>>>

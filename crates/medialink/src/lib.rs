// SPDX-License-Identifier: Apache-2.0
// Copyright 2025 The medialink Authors

//! medialink: V4L2 device probing and media-controller correlation
//!
//! This library discovers a hardware video device satisfying a caller-defined
//! acceptance test, then identifies the companion media-controller device that
//! exposes the same hardware through its topology graph, correlating the two
//! by kernel device-node identity rather than by path or name.
//!
//! # Quick Start
//!
//! ## Probing for a video device
//!
//! ```no_run
//! use medialink::{Capability, VideoDevice};
//!
//! // First memory-to-memory device in /dev, in listing order.
//! let video = VideoDevice::probe(|dev| {
//!     dev.capability().has(Capability::VIDEO_M2M | Capability::STREAMING)
//! })?;
//! println!("selected {} ({})", video.path().display(), video.capability());
//! # Ok::<(), medialink::Error>(())
//! ```
//!
//! ## Finding the companion media controller
//!
//! ```no_run
//! use medialink::{Capability, MediaDevice, VideoDevice};
//!
//! let video = VideoDevice::probe(|dev| dev.capability().has(Capability::VIDEO_M2M))?;
//! let media = MediaDevice::correlate(&video)?;
//! println!("{} is driven by {}", video.path().display(), media.path().display());
//! # Ok::<(), medialink::Error>(())
//! ```
//!
//! # Discovery model
//!
//! Both scans share the same shape: enumerate `/dev` entries by name prefix
//! (`video*`, `media*`) in filesystem order, open and query each candidate,
//! and return the first acceptable one with ownership of its descriptor.
//! Per-candidate failures (open refused, query not supported) are logged and
//! skipped; only a root directory that cannot be listed aborts a scan.
//! Rejected candidates have their descriptors closed before the scan
//! advances, so at most one descriptor per scan outlives the call: the
//! accepted one.
//!
//! Correlation is keyed on device-node identity, the (major, minor) pair of
//! the node a descriptor refers to. A media candidate matches when its
//! topology contains a video-kind interface whose devnode identity equals the
//! target's. Paths and card names never participate in matching.
//!
//! Everything is synchronous and blocking, with no timeouts: a hung driver
//! call blocks the caller. This is the documented contract, not an accident.

use std::collections::TryReserveError;
use std::error;
use std::fmt;
use std::io::Error as IoError;
use std::path::PathBuf;

mod io;
mod scan;
mod sys;

pub mod media;
pub mod topology;
pub mod video;

pub use media::MediaDevice;
pub use sys::{Capability, MediaInfo};
pub use topology::{DeviceNode, Interface, InterfaceKind};
pub use video::VideoDevice;

/// Default device filesystem root scanned by the convenience constructors.
pub const DEV_ROOT: &str = "/dev";

/// Error type for discovery operations.
///
/// Per-candidate failures never surface here; they are logged and skipped,
/// and only show up as [`Error::NoMatchingDevice`] once every candidate has
/// been tried. The original OS error is carried as the cause where one
/// exists.
#[derive(Debug)]
pub enum Error {
    /// The device directory could not be opened for listing. Fatal to the
    /// whole scan, as opposed to any single candidate.
    DirectoryUnavailable { root: PathBuf, source: IoError },

    /// The node-identity query on the correlation target failed; with no
    /// identity there is nothing to match against.
    NodeIdentity(IoError),

    /// A topology query round-trip failed (either phase).
    TopologyQuery(IoError),

    /// The interface buffer for a topology fetch could not be allocated.
    AllocationFailed(TryReserveError),

    /// Every candidate was tried and none was accepted or matched.
    NoMatchingDevice,
}

impl fmt::Display for Error {
    fn fmt(&self, f: &mut fmt::Formatter) -> fmt::Result {
        match self {
            Error::DirectoryUnavailable { root, source } => {
                write!(f, "device directory {} unavailable: {}", root.display(), source)
            }
            Error::NodeIdentity(err) => write!(f, "node identity query failed: {}", err),
            Error::TopologyQuery(err) => write!(f, "media topology query failed: {}", err),
            Error::AllocationFailed(err) => {
                write!(f, "interface buffer allocation failed: {}", err)
            }
            Error::NoMatchingDevice => write!(f, "no matching device found"),
        }
    }
}

impl error::Error for Error {
    fn source(&self) -> Option<&(dyn error::Error + 'static)> {
        match self {
            Error::DirectoryUnavailable { source, .. } => Some(source),
            Error::NodeIdentity(err) => Some(err),
            Error::TopologyQuery(err) => Some(err),
            Error::AllocationFailed(err) => Some(err),
            Error::NoMatchingDevice => None,
        }
    }
}

impl From<TryReserveError> for Error {
    fn from(err: TryReserveError) -> Self {
        Error::AllocationFailed(err)
    }
}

<<<

**Assignment**
Write out the data exactly as it stands.

**Your solution**
filename crates/medialink/src/lib.rs
// SPDX-License-Identifier: Apache-2.0
// Copyright 2025 The medialink Authors

//! medialink: V4L2 device probing and media-controller correlation
//!
//! This library discovers a hardware video device satisfying a caller-defined
//! acceptance test, then identifies the companion media-controller device that
//! exposes the same hardware through its topology graph, correlating the two
//! by kernel device-node identity rather than by path or name.
//!
//! # Quick Start
//!
//! ## Probing for a video device
//!
//! ```no_run
//! use medialink::{Capability, VideoDevice};
//!
//! // First memory-to-memory device in /dev, in listing order.
//! let video = VideoDevice::probe(|dev| {
//!     dev.capability().has(Capability::VIDEO_M2M | Capability::STREAMING)
//! })?;
//! println!("selected {} ({})", video.path().display(), video.capability());
//! # Ok::<(), medialink::Error>(())
//! ```
//!
//! ## Finding the companion media controller
//!
//! ```no_run
//! use medialink::{Capability, MediaDevice, VideoDevice};
//!
//! let video = VideoDevice::probe(|dev| dev.capability().has(Capability::VIDEO_M2M))?;
//! let media = MediaDevice::correlate(&video)?;
//! println!("{} is driven by {}", video.path().display(), media.path().display());
//! # Ok::<(), medialink::Error>(())
//! ```
//!
//! # Discovery model
//!
//! Both scans share the same shape: enumerate `/dev` entries by name prefix
//! (`video*`, `media*`) in filesystem order, open and query each candidate,
//! and return the first acceptable one with ownership of its descriptor.
//! Per-candidate failures (open refused, query not supported) are logged and
//! skipped; only a root directory that cannot be listed aborts a scan.
//! Rejected candidates have their descriptors closed before the scan
//! advances, so at most one descriptor per scan outlives the call: the
//! accepted one.
//!
//! Correlation is keyed on device-node identity, the (major, minor) pair of
//! the node a descriptor refers to. A media candidate matches when its
//! topology contains a video-kind interface whose devnode identity equals the
//! target's. Paths and card names never participate in matching.
//!
//! Everything is synchronous and blocking, with no timeouts: a hung driver
//! call blocks the caller. This is the documented contract, not an accident.

use std::collections::TryReserveError;
use std::error;
use std::fmt;
use std::io::Error as IoError;
use std::path::PathBuf;

mod io;
mod scan;
mod sys;

pub mod media;
pub mod topology;
pub mod video;

pub use media::MediaDevice;
pub use sys::{Capability, MediaInfo};
pub use topology::{DeviceNode, Interface, InterfaceKind};
pub use video::VideoDevice;

/// Default device filesystem root scanned by the convenience constructors.
pub const DEV_ROOT: &str = "/dev";

/// Error type for discovery operations.
///
/// Per-candidate failures never surface here; they are logged and skipped,
/// and only show up as [`Error::NoMatchingDevice`] once every candidate has
/// been tried. The original OS error is carried as the cause where one
/// exists.
#[derive(Debug)]
pub enum Error {
    /// The device directory could not be opened for listing. Fatal to the
    /// whole scan, as opposed to any single candidate.
    DirectoryUnavailable { root: PathBuf, source: IoError },

    /// The node-identity query on the correlation target failed; with no
    /// identity there is nothing to match against.
    NodeIdentity(IoError),

    /// A topology query round-trip failed (either phase).
    TopologyQuery(IoError),

    /// The interface buffer for a topology fetch could not be allocated.
    AllocationFailed(TryReserveError),

    /// Every candidate was tried and none was accepted or matched.
    NoMatchingDevice,
}

impl fmt::Display for Error {
    fn fmt(&self, f: &mut fmt::Formatter) -> fmt::Result {
        match self {
            Error::DirectoryUnavailable { root, source } => {
                write!(f, "device directory {} unavailable: {}", root.display(), source)
            }
            Error::NodeIdentity(err) => write!(f, "node identity query failed: {}", err),
            Error::TopologyQuery(err) => write!(f, "media topology query failed: {}", err),
            Error::AllocationFailed(err) => {
                write!(f, "interface buffer allocation failed: {}", err)
            }
            Error::NoMatchingDevice => write!(f, "no matching device found"),
        }
    }
}

impl error::Error for Error {
    fn source(&self) -> Option<&(dyn error::Error + 'static)> {
        match self {
            Error::DirectoryUnavailable { source, .. } => Some(source),
            Error::NodeIdentity(err) => Some(err),
            Error::TopologyQuery(err) => Some(err),
            Error::AllocationFailed(err) => Some(err),
            Error::NoMatchingDevice => None,
        }
    }
}

impl From<TryReserveError> for Error {
    fn from(err: TryReserveError) -> Self {
        Error::AllocationFailed(err)
    }
}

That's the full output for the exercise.